THE RECORDS>
##########
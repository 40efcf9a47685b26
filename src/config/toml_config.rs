use crate::domain::model::ProgramSettings;
use crate::utils::error::{BudgetError, Result};
use crate::utils::validation::Validate;
use regex::Regex;
use serde::{Deserialize, Serialize};
use std::path::Path;

/// 設定檔：每個欄位都可省略，省略時沿用內建預設值
#[derive(Debug, Clone, Default, PartialEq, Serialize, Deserialize)]
#[serde(deny_unknown_fields)]
pub struct TomlConfig {
    pub program: Option<ProgramSection>,
    pub prices: Option<PriceSection>,
}

#[derive(Debug, Clone, Default, PartialEq, Serialize, Deserialize)]
#[serde(deny_unknown_fields)]
pub struct ProgramSection {
    pub students_per_week: Option<u32>,
    pub weeks: Option<u32>,
    pub session_duration_minutes: Option<f64>,
    pub recovery_duration_minutes: Option<f64>,
    pub altitude_ft: Option<f64>,
    pub exposure_duration_minutes: Option<f64>,
}

#[derive(Debug, Clone, Default, PartialEq, Serialize, Deserialize)]
#[serde(deny_unknown_fields)]
pub struct PriceSection {
    pub currency: Option<String>,
    pub air: Option<f64>,
    pub nitrogen: Option<f64>,
    pub oxygen: Option<f64>,
    pub contingency_percentage: Option<f64>,
}

fn set<T>(target: &mut T, value: &Option<T>)
where
    T: Clone,
{
    if let Some(value) = value {
        *target = value.clone();
    }
}

impl TomlConfig {
    /// 從 TOML 檔案載入配置
    pub fn from_file<P: AsRef<Path>>(path: P) -> Result<Self> {
        let content = std::fs::read_to_string(&path).map_err(BudgetError::IoError)?;
        Self::from_toml_str(&content)
    }

    /// 從 TOML 字串解析配置
    pub fn from_toml_str(content: &str) -> Result<Self> {
        // 處理環境變數替換
        let processed_content = Self::substitute_env_vars(content)?;

        toml::from_str(&processed_content).map_err(|e| BudgetError::ConfigValidationError {
            field: "toml_parsing".to_string(),
            message: format!("TOML parsing error: {}", e),
        })
    }

    /// 替換環境變數 (例如 ${ALTITUDE_FT})，未設定的變數保留原樣
    fn substitute_env_vars(content: &str) -> Result<String> {
        let re = Regex::new(r"\$\{([^}]+)\}").map_err(|e| BudgetError::ConfigValidationError {
            field: "env_substitution".to_string(),
            message: e.to_string(),
        })?;

        let result = re.replace_all(content, |caps: &regex::Captures| {
            let var_name = &caps[1];
            std::env::var(var_name).unwrap_or_else(|_| format!("${{{}}}", var_name))
        });

        Ok(result.to_string())
    }

    /// 把設定檔的值覆蓋到既有設定上
    pub fn apply_to(&self, settings: &mut ProgramSettings) {
        if let Some(program) = &self.program {
            set(&mut settings.students_per_week, &program.students_per_week);
            set(&mut settings.weeks, &program.weeks);
            set(&mut settings.session_duration_minutes, &program.session_duration_minutes);
            set(&mut settings.recovery_duration_minutes, &program.recovery_duration_minutes);
            set(&mut settings.altitude_ft, &program.altitude_ft);
            if program.exposure_duration_minutes.is_some() {
                settings.exposure_duration_minutes = program.exposure_duration_minutes;
            }
        }

        if let Some(prices) = &self.prices {
            set(&mut settings.currency, &prices.currency);
            set(&mut settings.price_air, &prices.air);
            set(&mut settings.price_nitrogen, &prices.nitrogen);
            set(&mut settings.price_oxygen, &prices.oxygen);
            set(&mut settings.contingency_percentage, &prices.contingency_percentage);
        }
    }

    /// 內建預設值加上設定檔覆蓋
    pub fn to_settings(&self) -> ProgramSettings {
        let mut settings = ProgramSettings::default();
        self.apply_to(&mut settings);
        settings
    }
}

impl Validate for TomlConfig {
    fn validate(&self) -> Result<()> {
        self.to_settings().validate()
    }
}

#[cfg(test)]
mod tests {
    use super::*;
    use std::io::Write;
    use tempfile::NamedTempFile;

    #[test]
    fn test_parse_full_toml_config() {
        let toml_content = r#"
[program]
students_per_week = 12
weeks = 10
session_duration_minutes = 25
recovery_duration_minutes = 4.5
altitude_ft = 18000
exposure_duration_minutes = 30

[prices]
currency = "USD"
air = 4.5
nitrogen = 4
oxygen = 6.25
contingency_percentage = 0.15
"#;

        let config = TomlConfig::from_toml_str(toml_content).unwrap();
        let settings = config.to_settings();

        assert_eq!(settings.students_per_week, 12);
        assert_eq!(settings.weeks, 10);
        assert_eq!(settings.session_duration_minutes, 25.0);
        assert_eq!(settings.recovery_duration_minutes, 4.5);
        assert_eq!(settings.altitude_ft, 18000.0);
        assert_eq!(settings.exposure_duration_minutes, Some(30.0));
        assert_eq!(settings.currency, "USD");
        assert_eq!(settings.price_air, 4.5);
        assert_eq!(settings.price_nitrogen, 4.0);
        assert_eq!(settings.price_oxygen, 6.25);
        assert_eq!(settings.contingency_percentage, 0.15);
        assert!(config.validate().is_ok());
    }

    #[test]
    fn test_partial_config_keeps_defaults() {
        let toml_content = r#"
[program]
weeks = 8
"#;

        let settings = TomlConfig::from_toml_str(toml_content).unwrap().to_settings();
        assert_eq!(
            settings,
            ProgramSettings {
                weeks: 8,
                ..ProgramSettings::default()
            }
        );
    }

    #[test]
    fn test_example_config_matches_defaults() {
        let config =
            TomlConfig::from_toml_str(include_str!("../../hypoxia-budget.example.toml")).unwrap();
        assert_eq!(config.to_settings(), ProgramSettings::default());
    }

    #[test]
    fn test_empty_config_is_defaults() {
        let config = TomlConfig::from_toml_str("").unwrap();
        assert_eq!(config, TomlConfig::default());
        assert_eq!(config.to_settings(), ProgramSettings::default());
    }

    #[test]
    fn test_env_var_substitution() {
        std::env::set_var("HYPOXIA_TEST_ALTITUDE_FT", "30000");

        let toml_content = r#"
[program]
altitude_ft = ${HYPOXIA_TEST_ALTITUDE_FT}
"#;

        let config = TomlConfig::from_toml_str(toml_content).unwrap();
        assert_eq!(config.to_settings().altitude_ft, 30000.0);

        std::env::remove_var("HYPOXIA_TEST_ALTITUDE_FT");
    }

    #[test]
    fn test_unset_env_var_is_left_verbatim() {
        let toml_content = r#"
[prices]
currency = "${HYPOXIA_TEST_UNSET_CURRENCY}"
"#;

        let config = TomlConfig::from_toml_str(toml_content).unwrap();
        assert_eq!(
            config.to_settings().currency,
            "${HYPOXIA_TEST_UNSET_CURRENCY}"
        );
    }

    #[test]
    fn test_unknown_key_is_rejected() {
        let err = TomlConfig::from_toml_str("[program]\nstudents = 3\n").unwrap_err();
        assert!(matches!(err, BudgetError::ConfigValidationError { .. }));
    }

    #[test]
    fn test_wrong_type_is_rejected() {
        assert!(TomlConfig::from_toml_str("[program]\nweeks = \"many\"\n").is_err());
        assert!(TomlConfig::from_toml_str("[program]\nweeks = 2.5\n").is_err());
    }

    #[test]
    fn test_config_validation() {
        let config = TomlConfig::from_toml_str("[prices]\nair = 0\n").unwrap();
        assert!(config.validate().is_err());
    }

    #[test]
    fn test_config_from_file() {
        let mut temp_file = NamedTempFile::new().unwrap();
        temp_file
            .write_all(b"[program]\nstudents_per_week = 5\n")
            .unwrap();

        let config = TomlConfig::from_file(temp_file.path()).unwrap();
        assert_eq!(config.to_settings().students_per_week, 5);
    }

    #[test]
    fn test_missing_file_is_io_error() {
        let err = TomlConfig::from_file("/nonexistent/hypoxia-budget.toml").unwrap_err();
        assert!(matches!(err, BudgetError::IoError(_)));
    }
}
##########
ACTIVITY> Look over the listing and return each line that holds "utils".

SOLUTION>
use crate::utils::error::{BudgetError, Result};
use crate::utils::validation::Validate;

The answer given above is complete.